Every line of the data below is to be written out again exactly.

Entries supplied:
• • • • • • •

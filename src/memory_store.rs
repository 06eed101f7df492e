//! In-memory implementation of [`LeadStore`].
//!
//! Not durable; all state is lost on restart. Used by tests and for local
//! runs without Postgres. Every operation takes the single lock once, so
//! tenant creation is atomic with respect to other requests.

use crate::errors::AppError;
use crate::models::{
    ApiKey, Lead, NewLead, Tenant, Workspace, WorkspaceSettings, WorkspaceUser,
};
use crate::store::{LeadStore, NewTenant, StoreResult};
use async_trait::async_trait;
use chrono::Utc;
use std::sync::Arc;
use tokio::sync::RwLock;
use uuid::Uuid;

#[derive(Debug, Default)]
struct Inner {
    // Vecs keep insertion order, which stands in for created_at ordering.
    workspaces: Vec<Workspace>,
    users: Vec<WorkspaceUser>,
    api_keys: Vec<ApiKey>,
    leads: Vec<Lead>,
}

#[derive(Debug, Clone, Default)]
pub struct InMemoryStore {
    inner: Arc<RwLock<Inner>>,
}

impl InMemoryStore {
    pub fn new() -> Self {
        Self::default()
    }

    /// Inserts a workspace directly. Handy for seeding tests.
    pub async fn insert_workspace(&self, workspace: Workspace) {
        self.inner.write().await.workspaces.push(workspace);
    }

    /// Every lead across all workspaces, in insertion order.
    pub async fn all_leads(&self) -> Vec<Lead> {
        self.inner.read().await.leads.clone()
    }
}

#[async_trait]
impl LeadStore for InMemoryStore {
    async fn insert_lead(&self, lead: NewLead) -> StoreResult<Lead> {
        let mut inner = self.inner.write().await;
        if let Some(workspace_id) = lead.workspace_id {
            if !inner.workspaces.iter().any(|w| w.id == workspace_id) {
                return Err(AppError::InternalError(format!(
                    "lead references unknown workspace {}",
                    workspace_id
                )));
            }
        }
        let lead = lead.into_lead();
        inner.leads.push(lead.clone());
        Ok(lead)
    }

    async fn list_leads(&self, workspace_id: Uuid) -> StoreResult<Vec<Lead>> {
        let inner = self.inner.read().await;
        Ok(inner
            .leads
            .iter()
            .rev()
            .filter(|l| l.workspace_id == Some(workspace_id))
            .cloned()
            .collect())
    }

    async fn create_tenant(&self, tenant: NewTenant) -> StoreResult<Tenant> {
        let mut inner = self.inner.write().await;
        if inner.api_keys.iter().any(|k| k.key == tenant.api_key) {
            return Err(AppError::InternalError("duplicate api key".to_string()));
        }

        let now = Utc::now();
        let workspace = Workspace {
            id: Uuid::new_v4(),
            name: tenant.workspace_name,
            owner_email: tenant.owner_email.clone(),
            booking_url: None,
            enrichment_enabled: false,
            enrichment_api_key: None,
            created_at: now,
        };
        let admin = WorkspaceUser {
            workspace_id: workspace.id,
            user_id: tenant.user_id,
            user_email: tenant.owner_email,
            role: "admin".to_string(),
            created_at: now,
        };
        let api_key = ApiKey {
            id: Uuid::new_v4(),
            workspace_id: workspace.id,
            key: tenant.api_key,
            created_at: now,
        };

        inner.workspaces.push(workspace.clone());
        inner.users.push(admin.clone());
        inner.api_keys.push(api_key.clone());

        Ok(Tenant {
            workspace,
            admin,
            api_key,
        })
    }

    async fn get_workspace(&self, workspace_id: Uuid) -> StoreResult<Option<Workspace>> {
        let inner = self.inner.read().await;
        Ok(inner
            .workspaces
            .iter()
            .find(|w| w.id == workspace_id)
            .cloned())
    }

    async fn first_workspace(&self) -> StoreResult<Option<Workspace>> {
        Ok(self.inner.read().await.workspaces.first().cloned())
    }

    async fn update_settings(
        &self,
        workspace_id: Uuid,
        settings: WorkspaceSettings,
    ) -> StoreResult<()> {
        let mut inner = self.inner.write().await;
        let workspace = inner
            .workspaces
            .iter_mut()
            .find(|w| w.id == workspace_id)
            .ok_or_else(|| AppError::NotFound(format!("Workspace {} not found", workspace_id)))?;
        workspace.booking_url = settings.booking_url;
        workspace.enrichment_enabled = settings.enrichment_enabled;
        workspace.enrichment_api_key = settings.enrichment_api_key;
        Ok(())
    }

    async fn workspace_for_user(&self, user_id: &str) -> StoreResult<Option<Uuid>> {
        let inner = self.inner.read().await;
        Ok(inner
            .users
            .iter()
            .find(|u| u.user_id == user_id)
            .map(|u| u.workspace_id))
    }

    async fn workspace_for_user_email(&self, email: &str) -> StoreResult<Option<Uuid>> {
        let inner = self.inner.read().await;
        Ok(inner
            .users
            .iter()
            .find(|u| u.user_email.eq_ignore_ascii_case(email))
            .map(|u| u.workspace_id))
    }

    async fn workspace_for_api_key(&self, key: &str) -> StoreResult<Option<Uuid>> {
        let inner = self.inner.read().await;
        Ok(inner
            .api_keys
            .iter()
            .find(|k| k.key == key)
            .map(|k| k.workspace_id))
    }

    async fn api_key_for_workspace(&self, workspace_id: Uuid) -> StoreResult<Option<ApiKey>> {
        let inner = self.inner.read().await;
        Ok(inner
            .api_keys
            .iter()
            .find(|k| k.workspace_id == workspace_id)
            .cloned())
    }

    async fn health_check(&self) -> StoreResult<()> {
        Ok(())
    }

    fn backend_name(&self) -> &'static str {
        "memory"
    }
}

• • • • • • •

Response:
filename src/memory_store.rs
repository 06eed101f7df492e
//! In-memory implementation of [`LeadStore`].
//!
//! Not durable; all state is lost on restart. Used by tests and for local
//! runs without Postgres. Every operation takes the single lock once, so
//! tenant creation is atomic with respect to other requests.

use crate::errors::AppError;
use crate::models::{
    ApiKey, Lead, NewLead, Tenant, Workspace, WorkspaceSettings, WorkspaceUser,
};
use crate::store::{LeadStore, NewTenant, StoreResult};
use async_trait::async_trait;
use chrono::Utc;
use std::sync::Arc;
use tokio::sync::RwLock;
use uuid::Uuid;

#[derive(Debug, Default)]
struct Inner {
    // Vecs keep insertion order, which stands in for created_at ordering.
    workspaces: Vec<Workspace>,
    users: Vec<WorkspaceUser>,
    api_keys: Vec<ApiKey>,
    leads: Vec<Lead>,
}

#[derive(Debug, Clone, Default)]
pub struct InMemoryStore {
    inner: Arc<RwLock<Inner>>,
}

impl InMemoryStore {
    pub fn new() -> Self {
        Self::default()
    }

    /// Inserts a workspace directly. Handy for seeding tests.
    pub async fn insert_workspace(&self, workspace: Workspace) {
        self.inner.write().await.workspaces.push(workspace);
    }

    /// Every lead across all workspaces, in insertion order.
    pub async fn all_leads(&self) -> Vec<Lead> {
        self.inner.read().await.leads.clone()
    }
}

#[async_trait]
impl LeadStore for InMemoryStore {
    async fn insert_lead(&self, lead: NewLead) -> StoreResult<Lead> {
        let mut inner = self.inner.write().await;
        if let Some(workspace_id) = lead.workspace_id {
            if !inner.workspaces.iter().any(|w| w.id == workspace_id) {
                return Err(AppError::InternalError(format!(
                    "lead references unknown workspace {}",
                    workspace_id
                )));
            }
        }
        let lead = lead.into_lead();
        inner.leads.push(lead.clone());
        Ok(lead)
    }

    async fn list_leads(&self, workspace_id: Uuid) -> StoreResult<Vec<Lead>> {
        let inner = self.inner.read().await;
        Ok(inner
            .leads
            .iter()
            .rev()
            .filter(|l| l.workspace_id == Some(workspace_id))
            .cloned()
            .collect())
    }

    async fn create_tenant(&self, tenant: NewTenant) -> StoreResult<Tenant> {
        let mut inner = self.inner.write().await;
        if inner.api_keys.iter().any(|k| k.key == tenant.api_key) {
            return Err(AppError::InternalError("duplicate api key".to_string()));
        }

        let now = Utc::now();
        let workspace = Workspace {
            id: Uuid::new_v4(),
            name: tenant.workspace_name,
            owner_email: tenant.owner_email.clone(),
            booking_url: None,
            enrichment_enabled: false,
            enrichment_api_key: None,
            created_at: now,
        };
        let admin = WorkspaceUser {
            workspace_id: workspace.id,
            user_id: tenant.user_id,
            user_email: tenant.owner_email,
            role: "admin".to_string(),
            created_at: now,
        };
        let api_key = ApiKey {
            id: Uuid::new_v4(),
            workspace_id: workspace.id,
            key: tenant.api_key,
            created_at: now,
        };

        inner.workspaces.push(workspace.clone());
        inner.users.push(admin.clone());
        inner.api_keys.push(api_key.clone());

        Ok(Tenant {
            workspace,
            admin,
            api_key,
        })
    }

    async fn get_workspace(&self, workspace_id: Uuid) -> StoreResult<Option<Workspace>> {
        let inner = self.inner.read().await;
        Ok(inner
            .workspaces
            .iter()
            .find(|w| w.id == workspace_id)
            .cloned())
    }

    async fn first_workspace(&self) -> StoreResult<Option<Workspace>> {
        Ok(self.inner.read().await.workspaces.first().cloned())
    }

    async fn update_settings(
        &self,
        workspace_id: Uuid,
        settings: WorkspaceSettings,
    ) -> StoreResult<()> {
        let mut inner = self.inner.write().await;
        let workspace = inner
            .workspaces
            .iter_mut()
            .find(|w| w.id == workspace_id)
            .ok_or_else(|| AppError::NotFound(format!("Workspace {} not found", workspace_id)))?;
        workspace.booking_url = settings.booking_url;
        workspace.enrichment_enabled = settings.enrichment_enabled;
        workspace.enrichment_api_key = settings.enrichment_api_key;
        Ok(())
    }

    async fn workspace_for_user(&self, user_id: &str) -> StoreResult<Option<Uuid>> {
        let inner = self.inner.read().await;
        Ok(inner
            .users
            .iter()
            .find(|u| u.user_id == user_id)
            .map(|u| u.workspace_id))
    }

    async fn workspace_for_user_email(&self, email: &str) -> StoreResult<Option<Uuid>> {
        let inner = self.inner.read().await;
        Ok(inner
            .users
            .iter()
            .find(|u| u.user_email.eq_ignore_ascii_case(email))
            .map(|u| u.workspace_id))
    }

    async fn workspace_for_api_key(&self, key: &str) -> StoreResult<Option<Uuid>> {
        let inner = self.inner.read().await;
        Ok(inner
            .api_keys
            .iter()
            .find(|k| k.key == key)
            .map(|k| k.workspace_id))
    }

    async fn api_key_for_workspace(&self, workspace_id: Uuid) -> StoreResult<Option<ApiKey>> {
        let inner = self.inner.read().await;
        Ok(inner
            .api_keys
            .iter()
            .find(|k| k.workspace_id == workspace_id)
            .cloned())
    }

    async fn health_check(&self) -> StoreResult<()> {
        Ok(())
    }

    fn backend_name(&self) -> &'static str {
        "memory"
    }
}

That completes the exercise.